EcoTipping Points are levers that turn environmental decline around to restoration and sustainability. The central mechanism is reversal of the vicious cycles that are driving decline. Reversing decline is only possible if the vicious cycles are themselves reversed. Reversing the vicious cycles can be very difficult, but anything less will at best bring only temporary relief.
The vicious cycles that drive decline and the levers that reverse it can readily be seen in environmental success stories. How about finding the levers where reversal hasn’t already happened? Success stories serve naturally as models for success in the surrounding area, where virtually the same lever will work. How about using that same model to craft levers in more distant places, which have the same problem, and are similar to the originally successful site in many ways, but different in other ways? The example below – which concerns tropical deforestation – shows how explicit attention to the vicious cycles driving decline in the two places can help to extrapolate lessons from one place to the other.
The first location, the place with the success story, is Khao Din village in Nakhon Sawan province, Thailand. Khao Din created an EcoTipping Point lever to reverse deforestation, and its success replicated to the surrounding area.

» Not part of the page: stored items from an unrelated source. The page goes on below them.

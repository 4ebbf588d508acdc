use std::sync::OnceLock;

use tracing::{trace, warn};

use crate::error::Result;
use crate::pal::{Platform, PlatformFacade};
use crate::{Error, LogicalProcessor, LogicalProcessorSet, OsThreadId};

/// The processors the process was allowed to use when first asked, before any pinning.
static AMBIENT_PROCESSORS: OnceLock<LogicalProcessorSet> = OnceLock::new();

/// Binds threads to logical processors via the platform's affinity primitives.
///
/// Failures are never fatal here: they are logged and reported as `false`, leaving it to the
/// caller to decide whether a failed pin matters.
#[derive(Clone, Debug, Default)]
pub(crate) struct ThreadPinning {
    platform: PlatformFacade,
}

impl ThreadPinning {
    #[cfg(test)]
    pub(crate) fn with_platform(platform: impl Into<PlatformFacade>) -> Self {
        Self {
            platform: platform.into(),
        }
    }

    pub(crate) fn pin_current(&self, processor: LogicalProcessor, name: &str) -> bool {
        self.pin(None, &LogicalProcessorSet::from_iter([processor]), name)
    }

    pub(crate) fn pin_thread(
        &self,
        processor: LogicalProcessor,
        thread: OsThreadId,
        name: &str,
    ) -> bool {
        self.pin(
            Some(thread),
            &LogicalProcessorSet::from_iter([processor]),
            name,
        )
    }

    pub(crate) fn pin_current_to_set(&self, processors: &LogicalProcessorSet, name: &str) -> bool {
        self.pin(None, processors, name)
    }

    pub(crate) fn current_thread_id(&self) -> OsThreadId {
        self.platform.current_thread_id()
    }

    pub(crate) fn thread_processors(&self) -> Result<LogicalProcessorSet> {
        self.platform
            .thread_processors()
            .map_err(Error::AffinityQuery)
    }

    fn pin(
        &self,
        thread: Option<OsThreadId>,
        processors: &LogicalProcessorSet,
        name: &str,
    ) -> bool {
        match self.platform.pin_thread(thread, processors) {
            Ok(()) => {
                trace!(%processors, thread_name = name, "pinned thread");
                true
            }
            Err(error) => {
                warn!(
                    %processors,
                    thread_name = name,
                    os_thread_id = thread,
                    %error,
                    "failed to pin thread"
                );
                false
            }
        }
    }
}

/// Binds the calling thread to exactly `processor`.
///
/// `name` identifies the thread in log messages. Returns `false` (after logging a warning) if the
/// operating system refused, for example because the processor is offline or outside the
/// process's allowed set.
///
/// # Example
///
/// ```
/// use stress_cpus::{ambient_logical_processor_set, pin_to_logical_processor};
///
/// let ambient = ambient_logical_processor_set().unwrap();
/// let first = ambient.first().unwrap();
///
/// std::thread::spawn(move || {
///     assert!(pin_to_logical_processor(first, "example worker"));
/// })
/// .join()
/// .unwrap();
/// ```
#[must_use]
pub fn pin_to_logical_processor(processor: LogicalProcessor, name: &str) -> bool {
    ThreadPinning::default().pin_current(processor, name)
}

/// Binds an already running thread, identified by its OS thread ID, to exactly `processor`.
///
/// Use [`current_os_thread_id()`] on the target thread to obtain its ID.
#[must_use]
pub fn pin_thread_to_logical_processor(
    processor: LogicalProcessor,
    thread: OsThreadId,
    name: &str,
) -> bool {
    ThreadPinning::default().pin_thread(processor, thread, name)
}

/// Binds the calling thread to a group of processors. The thread may run on any of them.
///
/// This is used for helper threads that should stay near a group of workers without taking a
/// specific processor. See [`CpuTopology::processors_in()`][crate::CpuTopology::processors_in] to
/// obtain the processors of a device range.
#[must_use]
pub fn pin_to_logical_processors(processors: &LogicalProcessorSet, name: &str) -> bool {
    ThreadPinning::default().pin_current_to_set(processors, name)
}

/// The processors the operating system allows this process to use, before any restriction.
///
/// The set is captured the first time this function succeeds and the same set is returned on
/// every later call, so call it at startup before pinning the calling thread.
///
/// # Errors
///
/// Returns [`Error::AffinityQuery`] if the operating system could not be queried.
pub fn ambient_logical_processor_set() -> Result<LogicalProcessorSet> {
    if let Some(ambient) = AMBIENT_PROCESSORS.get() {
        return Ok(ambient.clone());
    }

    let queried = ThreadPinning::default().thread_processors()?;

    Ok(AMBIENT_PROCESSORS.get_or_init(|| queried).clone())
}

/// The operating system identifier of the calling thread, for use with
/// [`pin_thread_to_logical_processor()`].
#[must_use]
pub fn current_os_thread_id() -> OsThreadId {
    ThreadPinning::default().current_thread_id()
}
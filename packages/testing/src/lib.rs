#![cfg_attr(coverage_nightly, feature(coverage_attribute))]
#![cfg_attr(coverage_nightly, coverage(off))] // This is all test code, no need to test it.

//! Private helpers for testing and examples in `stress_cpus`.

use std::sync::mpsc;
use std::thread;
use std::time::Duration;

/// How long a watched test may run before we declare it hung.
const WATCHDOG_TIMEOUT: Duration = Duration::from_secs(10);

/// Under Miri, thread synchronization is dramatically slower.
const WATCHDOG_TIMEOUT_MIRI: Duration = Duration::from_secs(60);

/// Standard normal quantile used for the uniformity check. Corresponds to a false alarm
/// probability of roughly 1 in 30 000 per check.
const UNIFORMITY_Z: f64 = 4.0;

/// Runs a test on a separate thread and fails it if it does not finish in time.
///
/// Tests of rendezvous logic hang forever when they are wrong. Wrapping them in a watchdog turns
/// such a hang into a test failure instead of a stuck CI job.
///
/// When the `MUTATION_TESTING` environment variable is set to "1", the watchdog is disabled and
/// the test function is executed directly, so mutation testing can detect hanging mutations.
///
/// # Panics
///
/// Panics if the test exceeds the timeout or if the test itself panics.
///
/// # Example
///
/// ```rust
/// use testing::with_watchdog;
///
/// let answer = with_watchdog(|| 6 * 7);
/// assert_eq!(answer, 42);
/// ```
pub fn with_watchdog<F, R>(test_fn: F) -> R
where
    F: FnOnce() -> R + Send + 'static,
    R: Send + 'static,
{
    if std::env::var("MUTATION_TESTING").as_deref() == Ok("1") {
        return test_fn();
    }

    let (tx, rx) = mpsc::channel();

    let test_handle = thread::spawn(move || {
        let result = test_fn();
        // If this fails, the receiver has already timed out.
        drop(tx.send(result));
    });

    let timeout = if cfg!(miri) {
        WATCHDOG_TIMEOUT_MIRI
    } else {
        WATCHDOG_TIMEOUT
    };

    match rx.recv_timeout(timeout) {
        Ok(result) => {
            test_handle.join().expect("test thread already sent its result");
            result
        }
        Err(mpsc::RecvTimeoutError::Timeout) => {
            panic!("test did not finish within {timeout:?} - probably hung");
        }
        Err(mpsc::RecvTimeoutError::Disconnected) => match test_handle.join() {
            Ok(()) => panic!("test thread disconnected without a result"),
            Err(e) => std::panic::resume_unwind(e),
        },
    }
}

/// Pearson's chi-squared statistic of observed bucket counts against a uniform distribution.
///
/// # Panics
///
/// Panics if `counts` is empty or all counts are zero.
#[must_use]
#[expect(
    clippy::cast_precision_loss,
    reason = "test sample sizes are far below the precision limit of f64"
)]
pub fn chi_squared_uniform(counts: &[usize]) -> f64 {
    let total: usize = counts.iter().sum();
    assert!(total > 0, "need at least one sample");

    let expected = total as f64 / counts.len() as f64;

    counts
        .iter()
        .map(|&observed| {
            let diff = observed as f64 - expected;
            diff * diff / expected
        })
        .sum()
}

/// Whether bucket counts are statistically consistent with a uniform distribution.
///
/// Compares the chi-squared statistic against an approximate critical value (Wilson-Hilferty)
/// at a very low false alarm rate, so a fair source practically never fails the check while a
/// clearly skewed one does.
///
/// # Panics
///
/// Panics if there are fewer than two buckets or no samples.
#[must_use]
#[expect(
    clippy::arithmetic_side_effects,
    clippy::cast_precision_loss,
    reason = "bucket counts in tests are small"
)]
pub fn is_plausibly_uniform(counts: &[usize]) -> bool {
    assert!(counts.len() >= 2, "need at least two buckets");

    let degrees_of_freedom = (counts.len() - 1) as f64;
    let spread = 2.0 / (9.0 * degrees_of_freedom);
    let critical = degrees_of_freedom * (1.0 - spread + UNIFORMITY_Z * spread.sqrt()).powi(3);

    chi_squared_uniform(counts) <= critical
}

#[cfg(test)]
#[cfg_attr(coverage_nightly, coverage(off))]
mod tests {
    use super::*;

    #[test]
    fn watchdog_returns_value() {
        assert_eq!(with_watchdog(|| "hello world"), "hello world");
    }

    #[test]
    #[should_panic(expected = "boom")]
    fn watchdog_propagates_panic() {
        with_watchdog(|| panic!("boom"));
    }

    #[test]
    fn perfectly_even_counts_are_uniform() {
        let counts = [1000; 8];

        assert!(chi_squared_uniform(&counts).abs() < f64::EPSILON);
        assert!(is_plausibly_uniform(&counts));
    }

    #[test]
    fn skewed_counts_are_not_uniform() {
        let counts = [2000, 1000, 1000, 1000, 1000, 1000, 1000, 0];

        assert!(!is_plausibly_uniform(&counts));
    }
}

Khao Din’s story is presented below, first as a narrative and then with feedback diagrams that show how the vicious cycles were reversed. The detailed document that served as a source for the narrative can be seen at www.ecotippingpoints.org/ETP-Stories/indepth/thailandforest.html.

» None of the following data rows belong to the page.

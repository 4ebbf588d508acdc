use std::fmt::Display;
use std::num::NonZero;
use std::str::FromStr;

use new_zealand::nz;

use crate::Error;
use crate::error::Result;

/// How workers are migrated between devices during a run.
#[derive(Clone, Copy, Debug, Default, Eq, Hash, PartialEq)]
#[non_exhaustive]
pub enum SchedulePolicy {
    /// Workers stay on their initial device for the whole run.
    #[default]
    None,

    /// Devices are handed out from a shuffled queue, so every device is visited once per pass.
    Queue,

    /// Every migration picks a uniformly random device.
    Random,

    /// Workers are grouped and swap devices within the group at a rendezvous point.
    Barrier,
}

impl SchedulePolicy {
    /// Whether the policy moves workers at all.
    #[must_use]
    pub const fn migrates(self) -> bool {
        !matches!(self, Self::None)
    }
}

impl FromStr for SchedulePolicy {
    type Err = Error;

    fn from_str(s: &str) -> Result<Self> {
        match s {
            "none" => Ok(Self::None),
            "queue" => Ok(Self::Queue),
            "random" => Ok(Self::Random),
            "barrier" => Ok(Self::Barrier),
            _ => Err(Error::UnknownPolicy {
                value: s.to_string(),
            }),
        }
    }
}

impl Display for SchedulePolicy {
    fn fmt(&self, f: &mut std::fmt::Formatter<'_>) -> std::fmt::Result {
        f.write_str(match self {
            Self::None => "none",
            Self::Queue => "queue",
            Self::Random => "random",
            Self::Barrier => "barrier",
        })
    }
}

/// Run-start configuration of worker placement and migration.
///
/// # Example
///
/// ```
/// use std::num::NonZero;
///
/// use stress_cpus::{ScheduleConfig, SchedulePolicy};
///
/// let config = ScheduleConfig::new()
///     .policy("queue".parse().unwrap())
///     .max_cores_per_slice(4)
///     .thread_count(NonZero::new(8).unwrap());
///
/// assert_eq!(config.worker_count(16), 8);
/// assert!(config.validate(16).is_ok());
///
/// // Migration needs at least two workers.
/// let lonely = config.thread_count(NonZero::new(1).unwrap());
/// assert!(lonely.validate(16).is_err());
/// ```
#[derive(Clone, Copy, Debug, Eq, PartialEq)]
#[must_use]
pub struct ScheduleConfig {
    policy: SchedulePolicy,
    max_cores_per_slice: i32,
    thread_count: Option<NonZero<usize>>,
    members_per_group: NonZero<usize>,
}

impl Default for ScheduleConfig {
    fn default() -> Self {
        Self::new()
    }
}

impl ScheduleConfig {
    /// No migration, no slice limit, one worker per device, barrier groups of two.
    pub const fn new() -> Self {
        Self {
            policy: SchedulePolicy::None,
            max_cores_per_slice: 0,
            thread_count: None,
            members_per_group: nz!(2),
        }
    }

    /// Sets the migration policy.
    pub const fn policy(mut self, policy: SchedulePolicy) -> Self {
        self.policy = policy;
        self
    }

    /// Sets the maximum number of cores per slice. Zero or less means no limit.
    pub const fn max_cores_per_slice(mut self, max_cores: i32) -> Self {
        self.max_cores_per_slice = max_cores;
        self
    }

    /// Disables slicing: all cores form one slice.
    pub const fn no_slicing(self) -> Self {
        self.max_cores_per_slice(-1)
    }

    /// Sets the number of worker threads. By default there is one worker per device.
    pub const fn thread_count(mut self, count: NonZero<usize>) -> Self {
        self.thread_count = Some(count);
        self
    }

    /// Sets how many workers rendezvous together under [`SchedulePolicy::Barrier`].
    pub const fn members_per_group(mut self, members: NonZero<usize>) -> Self {
        self.members_per_group = members;
        self
    }

    /// The configured migration policy.
    #[must_use]
    pub const fn selected_policy(&self) -> SchedulePolicy {
        self.policy
    }

    /// The configured slice bound, where zero or less means no limit.
    #[must_use]
    pub const fn slice_limit(&self) -> i32 {
        self.max_cores_per_slice
    }

    /// The configured barrier group size.
    #[must_use]
    pub const fn group_size(&self) -> NonZero<usize> {
        self.members_per_group
    }

    /// Number of workers to run on a topology with `num_devices` devices.
    ///
    /// Never more than the number of devices, since every worker gets a device of its own.
    #[must_use]
    pub fn worker_count(&self, num_devices: usize) -> usize {
        self.thread_count
            .map_or(num_devices, |count| count.get().min(num_devices))
    }

    /// Checks the configuration against a topology with `num_devices` devices.
    ///
    /// # Errors
    ///
    /// Returns [`Error::NotEnoughWorkers`] if a migrating policy is selected but there would be
    /// fewer than two workers.
    pub fn validate(&self, num_devices: usize) -> Result<()> {
        let workers = self.worker_count(num_devices);

        if self.policy.migrates() && workers < 2 {
            return Err(Error::NotEnoughWorkers { requested: workers });
        }

        Ok(())
    }
}

#[cfg(test)]
mod tests {
    use super::*;

    #[test]
    fn parses_known_policies() {
        for policy in [
            SchedulePolicy::None,
            SchedulePolicy::Queue,
            SchedulePolicy::Random,
            SchedulePolicy::Barrier,
        ] {
            assert_eq!(policy.to_string().parse::<SchedulePolicy>().unwrap(), policy);
        }
    }

    #[test]
    fn rejects_unknown_policy() {
        let result = "roundrobin".parse::<SchedulePolicy>();

        assert!(matches!(
            result,
            Err(Error::UnknownPolicy { value }) if value == "roundrobin"
        ));
        assert!("Queue".parse::<SchedulePolicy>().is_err());
    }

    #[test]
    fn defaults() {
        let config = ScheduleConfig::default();

        assert_eq!(config.selected_policy(), SchedulePolicy::None);
        assert_eq!(config.slice_limit(), 0);
        assert_eq!(config.group_size().get(), 2);
        assert_eq!(config.worker_count(12), 12);
    }

    #[test]
    fn no_slicing_sets_negative_limit() {
        assert_eq!(ScheduleConfig::new().no_slicing().slice_limit(), -1);
    }

    #[test]
    fn worker_count_saturates_at_device_count() {
        let config = ScheduleConfig::new().thread_count(nz!(64));
        assert_eq!(config.worker_count(8), 8);
    }

    #[test]
    fn migration_needs_two_workers() {
        let one = ScheduleConfig::new()
            .policy(SchedulePolicy::Random)
            .thread_count(nz!(1));

        assert!(matches!(
            one.validate(8),
            Err(Error::NotEnoughWorkers { requested: 1 })
        ));

        // A single device limits the workers just the same.
        let queue = ScheduleConfig::new().policy(SchedulePolicy::Queue);
        assert!(matches!(
            queue.validate(1),
            Err(Error::NotEnoughWorkers { requested: 1 })
        ));

        assert!(queue.validate(2).is_ok());
    }

    #[test]
    fn no_migration_is_fine_with_one_worker() {
        let config = ScheduleConfig::new().thread_count(nz!(1));
        assert!(config.validate(1).is_ok());
    }
}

The second location, the one where deforestation is still in full swing, is Ampreng village in North Sulawesi, Indonesia. Paula Manginsela (Sam Ratulangi University) has studied the deforestation problem there and compiled ideas on what to do about it. Ampreng has much in common with Khao Din, but the two villages are also different in many ways. Ms. Manginsela’s description of Ampreng, the problem there, and her perspective on how EcoTipping Points can contribute to the solution can be seen at www.ecotippingpoints.org/resources/application_Ampreng-Village.html.
While EcoTipping Points can be applied to any kind of decline, reversing tropical deforestation is particularly significant because:
In the 1960’s Thailand was ready to burst out of its third-world, agriculturally-based economy and become a modern, prosperous, industrialized nation. The government launched a Western growth model with export-led development as its centerpiece. The policy was to utilize forests and agricultural production as resources for foreign exchange revenue to generate investment in a growing manufacturing sector.

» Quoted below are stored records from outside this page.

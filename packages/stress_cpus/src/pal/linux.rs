mod bindings;
mod platform;

use bindings::*;
pub(crate) use platform::*;
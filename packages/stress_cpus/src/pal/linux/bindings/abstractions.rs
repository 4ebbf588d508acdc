#![cfg_attr(
    test,
    expect(
        clippy::struct_field_names,
        reason = "false positive from automock generated code"
    )
)]

use std::fmt::Debug;
use std::io;

use libc::{c_ulong, pid_t};

/// Bindings for FFI calls into the C library.
///
/// All PAL FFI calls must go through this trait, enabling them to be mocked. Affinity masks are
/// arrays of `c_ulong` words in the layout the kernel expects: bit `n % BITS` of word `n / BITS`
/// stands for processor `n`.
#[cfg_attr(test, mockall::automock)]
pub(crate) trait Bindings: Debug + Send + Sync + 'static {
    // sched_setaffinity() - tid 0 means the calling thread.
    fn sched_setaffinity(&self, tid: pid_t, mask: &[c_ulong]) -> io::Result<()>;

    // sched_getaffinity() for the calling thread, with a mask of `word_count` words.
    fn sched_getaffinity_current(&self, word_count: usize) -> io::Result<Vec<c_ulong>>;

    // gettid()
    fn gettid(&self) -> pid_t;
}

And if overall growth in gross domestic product is your yardstick, the approach was a raging success. But for small-scale farmer Thanawm Chuwaingan and millions like him, the story was entirely different.
In 1954 Thanawm migrated from the impoverished Khorat Plateau of Northeast Thailand to Khao Din village in Nakhon Sawan province, about 225 kilometers north of Bangkok, to stake a claim on newly opened forest land. According to Thanawm, “It was easy to find food. There were many edible plants and vegetables growing wild near our houses. The fish in the streams were easy to catch. There were also plenty of wild animals, like boars, deer, tigers, and elephants.”
With abundance at hand and a cooperative spirit in the village, life was good. But things started to change in the 1960’s and 1970’s. The government wanted the farmers to modernize and grow cash crops such as rice, maize, jute, and cassava for export. Forests were cut to sell the timber and expand the farmland. The government provided loans intended for inputs such as hybrid seed, chemical fertilizers, pesticides, and farm equipment.
But the farmers, who never had so much money in their pockets before, also used the loans to buy radios, motorcycles and other modern merchandise. And after the initial flush of quick cash, crop prices began to decline because so many farmers were growing the same thing. People started to fall deeper into debt.
To try and make good on their debts, villagers cut the last remnants of forest to expand their fields, since what they had was no longer enough to make ends meet. “By that time, there were virtually no trees left on the hillsides. It became hotter and drier.” The soil, which had been fertile for years, was eroded and became progressively harder with continued use of chemical fertilizers. Rainwater just ran off. Crop yields declined.
In a relatively few years, Thanawm and his family had gone from near Eden-like abundance and prosperity to environmental ruin and a hardscrabble existence typified by hunger, poverty and social disintegration.
People had to look for work in the cities during the dry season in order to pay their debts. Families were split up. Wide-scale seasonal migration in search of urban jobs led to the disintegration of communities. Villages increasingly became populated by the young and elderly. Juvenile delinquency, previously unheard of, emerged as communities were rapidly torn from their traditional social norms.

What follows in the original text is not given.